MIRAFIORI - Trovano un ladro in casa, lo inseguono ma vengono malmenati dai complici del malvivente. E' una brutta disavventura quella che hanno vissuto martedì 3 febbraio 2026, una coppia di pensionati e il loro figlio residenti al settimo piano di un condominio di via Rigola nel quartiere Mirafiori a Torino.
Nel cuore della notte, l'anziano è stato svegliato da dei rumori provenienti da un'altra stanza dell'appartamento. E' andato a controllare e ha sorpreso un ladro incappucciato in casa. Il balordo ha subito reagito, spintonando e buttando a terra l'uomo per poi fuggire.
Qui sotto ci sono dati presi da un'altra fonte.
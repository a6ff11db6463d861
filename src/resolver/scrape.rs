use async_trait::async_trait;
use reqwest::header::{ACCEPT_LANGUAGE, USER_AGENT};
use reqwest::StatusCode;
use serde_json::Value;
use std::time::Duration;

use super::headers::RequestProfile;
use super::MetadataStrategy;
use crate::error::{ConvertError, Result};
use crate::media::{default_thumbnail, VideoId, VideoMetadata};

/// Metadata strategy that fetches the watch page directly and reads the
/// embedded player response, avoiding the external extractor entirely.
pub struct PageScrape {
    client: reqwest::Client,
    base_url: String,
    timeout: Duration,
}

impl PageScrape {
    pub fn new(timeout: Duration) -> Self {
        Self::with_base_url("https://www.youtube.com", timeout)
    }

    /// Base URL override for tests against a local fake upstream.
    pub fn with_base_url(base_url: impl Into<String>, timeout: Duration) -> Self {
        Self {
            client: reqwest::Client::new(),
            base_url: base_url.into(),
            timeout,
        }
    }
}

#[async_trait]
impl MetadataStrategy for PageScrape {
    fn name(&self) -> &'static str {
        "page-scrape"
    }

    async fn resolve(&self, id: &VideoId, profile: &RequestProfile) -> Result<VideoMetadata> {
        let url = format!("{}/watch?v={}", self.base_url, id);

        let response = self
            .client
            .get(&url)
            .header(USER_AGENT, profile.user_agent)
            .header(ACCEPT_LANGUAGE, profile.accept_language)
            .timeout(self.timeout)
            .send()
            .await?;

        match response.status() {
            StatusCode::NOT_FOUND => return Err(ConvertError::NotFound),
            StatusCode::FORBIDDEN => return Err(ConvertError::BotDetection),
            StatusCode::TOO_MANY_REQUESTS => {
                return Err(ConvertError::UpstreamTransient("HTTP 429".into()))
            }
            status if !status.is_success() => {
                return Err(ConvertError::UpstreamTransient(format!("HTTP {status}")))
            }
            _ => {}
        }

        let body = response.text().await?;

        let player = extract_player_response(&body).ok_or_else(|| {
            if body.contains("Sign in to confirm") {
                ConvertError::BotDetection
            } else {
                ConvertError::UpstreamTransient("player response missing from page".into())
            }
        })?;

        check_playability(&player)?;

        let details = &player["videoDetails"];
        let title = details["title"]
            .as_str()
            .ok_or_else(|| ConvertError::UpstreamTransient("page missing video details".into()))?;

        Ok(VideoMetadata {
            title: title.to_string(),
            duration_secs: details["lengthSeconds"]
                .as_str()
                .and_then(|s| s.parse().ok())
                .unwrap_or(0),
            thumbnail: details["thumbnail"]["thumbnails"]
                .as_array()
                .and_then(|t| t.last())
                .and_then(|t| t["url"].as_str())
                .map(str::to_string)
                .unwrap_or_else(|| default_thumbnail(id)),
            id: id.clone(),
            author: details["author"].as_str().unwrap_or("Unknown").to_string(),
        })
    }
}

/// Map the embedded playability verdict to a classified error.
fn check_playability(player: &Value) -> Result<()> {
    let status = player["playabilityStatus"]["status"]
        .as_str()
        .unwrap_or("OK");
    let reason = player["playabilityStatus"]["reason"]
        .as_str()
        .unwrap_or("")
        .to_lowercase();

    match status {
        "OK" => Ok(()),
        "LOGIN_REQUIRED" if reason.contains("bot") => Err(ConvertError::BotDetection),
        "LOGIN_REQUIRED" if reason.contains("age") => Err(ConvertError::AgeRestricted),
        "LOGIN_REQUIRED" => Err(ConvertError::PrivateOrRestricted),
        "AGE_CHECK_REQUIRED" | "AGE_VERIFICATION_REQUIRED" => Err(ConvertError::AgeRestricted),
        "UNPLAYABLE" if reason.contains("country") || reason.contains("region") => {
            Err(ConvertError::RegionBlocked)
        }
        "UNPLAYABLE" if reason.contains("private") => Err(ConvertError::PrivateOrRestricted),
        "ERROR" => Err(ConvertError::NotFound),
        other => Err(ConvertError::UpstreamTransient(format!(
            "unplayable: {other}"
        ))),
    }
}

/// Locate and parse the `ytInitialPlayerResponse` JSON object embedded in
/// the watch-page HTML.
fn extract_player_response(body: &str) -> Option<Value> {
    let start = body.find("ytInitialPlayerResponse")?;
    let rest = &body[start..];
    let brace = rest.find('{')?;
    let json = balanced_object(&rest[brace..])?;
    serde_json::from_str(json).ok()
}

/// Slice out one balanced `{...}` object, respecting string literals and
/// escapes.
fn balanced_object(s: &str) -> Option<&str> {
    let mut depth = 0usize;
    let mut in_string = false;
    let mut escaped = false;

    for (i, c) in s.char_indices() {
        if in_string {
            if escaped {
                escaped = false;
            } else if c == '\\' {
                escaped = true;
            } else if c == '"' {
                in_string = false;
            }
            continue;
        }
        match c {
            '"' => in_string = true,
            '{' => depth += 1,
            '}' => {
                depth -= 1;
                if depth == 0 {
                    return Some(&s[..=i]);
                }
            }
            _ => {}
        }
    }

    None
}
Il ladro è scappato con il bottino del raid: tre telefonini, un portafoglio, le chiavi di un'auto e una trentina di euro in contanti.
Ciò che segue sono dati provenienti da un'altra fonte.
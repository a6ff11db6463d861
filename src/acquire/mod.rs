use futures_util::StreamExt;
use reqwest::header::USER_AGENT;
use std::time::Duration;

use crate::config::AcquisitionConfig;
use crate::error::{ConvertError, Result};
use crate::lifecycle::{unique_stem, ScopedArtifact, Workspace};
use crate::media::{watch_url, VideoId};
use crate::resolver::headers::{self, RequestProfile};
use crate::ytdlp::YtDlp;

/// Format selectors tried in order: highest-quality audio-only, then
/// lowest, then any representation containing audio.
const FORMAT_FALLBACK: &[&str] = &["bestaudio", "worstaudio", "best"];

const RETRY_DELAY_MS: u64 = 200;
const RETRY_JITTER_MS: u64 = 400;

/// Fetches the audio bitstream for a video, either as a completed
/// in-memory buffer (streaming mode) or as a finished MP3 on disk
/// (batch mode, where the external tool also transcodes).
pub struct AudioAcquirer {
    ytdlp: YtDlp,
    client: reqwest::Client,
    config: AcquisitionConfig,
}

impl AudioAcquirer {
    pub fn new(ytdlp: YtDlp, config: AcquisitionConfig) -> Self {
        Self {
            ytdlp,
            client: reqwest::Client::new(),
            config,
        }
    }

    /// Streaming mode: walk the format-fallback chain until one selector
    /// yields a complete stream.
    pub async fn acquire_stream(&self, id: &VideoId) -> Result<Vec<u8>> {
        let mut failures: Vec<ConvertError> = Vec::new();
        let budget = self.config.max_attempts.min(FORMAT_FALLBACK.len()).max(1);

        for (index, format) in FORMAT_FALLBACK.iter().take(budget).enumerate() {
            let profile = headers::pick_profile(&mut rand::thread_rng());

            match self.try_stream(id, format, &profile).await {
                Ok(buffer) => {
                    tracing::info!(
                        video_id = %id,
                        format,
                        bytes = buffer.len(),
                        "audio stream acquired"
                    );
                    return Ok(buffer);
                }
                Err(e) if e.is_fatal() => return Err(e),
                Err(e) => {
                    tracing::warn!(video_id = %id, format, error = %e, "stream attempt failed");
                    failures.push(e);
                }
            }

            if index + 1 < budget {
                let delay = headers::jittered_delay(
                    RETRY_DELAY_MS,
                    RETRY_JITTER_MS,
                    &mut rand::thread_rng(),
                );
                tokio::time::sleep(delay).await;
            }
        }

        Err(surface(failures))
    }

    async fn try_stream(
        &self,
        id: &VideoId,
        format: &str,
        profile: &RequestProfile,
    ) -> Result<Vec<u8>> {
        let stream_url = self
            .ytdlp
            .resolve_stream_url(&watch_url(id), format, profile)
            .await?;

        self.download_stream(&stream_url, profile).await
    }

    /// Download a direct media URL to completion.
    ///
    /// Success requires at least one data chunk plus a clean end of
    /// stream; a mid-transfer error discards everything accumulated so
    /// far rather than resuming from the failure point.
    async fn download_stream(&self, stream_url: &str, profile: &RequestProfile) -> Result<Vec<u8>> {
        let open_timeout = Duration::from_secs(self.config.stream_open_timeout_secs);

        let response = tokio::time::timeout(
            open_timeout,
            self.client
                .get(stream_url)
                .header(USER_AGENT, profile.user_agent)
                .send(),
        )
        .await
        .map_err(|_| ConvertError::UpstreamTransient("stream open timed out".to_string()))??;

        if !response.status().is_success() {
            return Err(ConvertError::UpstreamTransient(format!(
                "stream responded HTTP {}",
                response.status()
            )));
        }

        let mut buffer: Vec<u8> = Vec::new();
        let mut stream = response.bytes_stream();

        while let Some(chunk) = stream.next().await {
            let chunk = chunk.map_err(|e| {
                ConvertError::UpstreamTransient(format!("stream interrupted: {e}"))
            })?;
            buffer.extend_from_slice(&chunk);
        }

        if buffer.is_empty() {
            // Clean end of stream with nothing in it is a failure, not an
            // empty success
            return Err(ConvertError::NoAudioAvailable);
        }

        Ok(buffer)
    }

    /// Batch mode: one external extract+transcode invocation against a
    /// request-unique output template. The returned artifact owns the
    /// finished MP3.
    pub async fn acquire_batch(&self, id: &VideoId, workspace: &Workspace) -> Result<ScopedArtifact> {
        let stem = unique_stem(id);
        let template = workspace.path().join(format!("{stem}.%(ext)s"));
        let final_path = workspace.path().join(format!("{stem}.mp3"));

        // Armed before the call so partial output is cleaned on any
        // failure path below
        let artifact = ScopedArtifact::new(final_path);

        let profile = headers::pick_profile(&mut rand::thread_rng());
        let batch_timeout = Duration::from_secs(self.config.batch_timeout_secs);

        tokio::time::timeout(
            batch_timeout,
            self.ytdlp
                .extract_audio(&watch_url(id), &template.to_string_lossy(), &profile),
        )
        .await
        .map_err(|_| ConvertError::UpstreamTransient("batch extraction timed out".to_string()))??;

        let size = fs_err::metadata(artifact.path()).map(|m| m.len()).unwrap_or(0);
        if size == 0 {
            return Err(ConvertError::NoAudioAvailable);
        }

        tracing::info!(video_id = %id, bytes = size, "batch audio extracted");
        Ok(artifact)
    }
}

/// Pick the most specific recorded failure; first seen wins ties.
fn surface(failures: Vec<ConvertError>) -> ConvertError {
    let mut best: Option<ConvertError> = None;
    for failure in failures {
        match &best {
            Some(b) if failure.specificity() <= b.specificity() => {}
            _ => best = Some(failure),
        }
    }
    best.unwrap_or_else(|| ConvertError::Internal("no acquisition attempts made".to_string()))
}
Il padrone di casa e il figlio 47enne, che vive in Abruzzo ed era venuto a trovare i genitori in questi giorni, hanno rincorso il malvivente. Sono riusciti a bloccarlo in corso Unione Sovietica. A quel punto, in soccorso del balordo sono arrivati altri due complici che hanno aggredito e malmenato il pensionato e il figlio, per poi far perdere le proprie tracce salendo a bordo di un taxi.
Padre e figlio hanno dato l'allarme, telefonando al 112. Sul posto sono arrivati gli agenti della polizia di Stato e i sanitari del 118 Azienda Zero che si sono presi cura dei due aggrediti. Grazie alla dettagliata descrizione dei rapinatori e di quanto accaduto fornita alle forze dell'ordine, i poliziotti, tracciando i cellulari rubati, hanno subito individuato i tre balordi. Questi ultimi sono stati fermati, quando erano ancora sul taxi, all'incrocio tra via Nizza e corso Sommeiller. Sono stati arrestati dalla polizia in flagranza di reato. Sono un albanese e due italiani, tutti ventenni. I documenti, le chiavi dell'auto e i telefoni rubati sono stati recuperati e riconsegnati ai legittimi proprietari.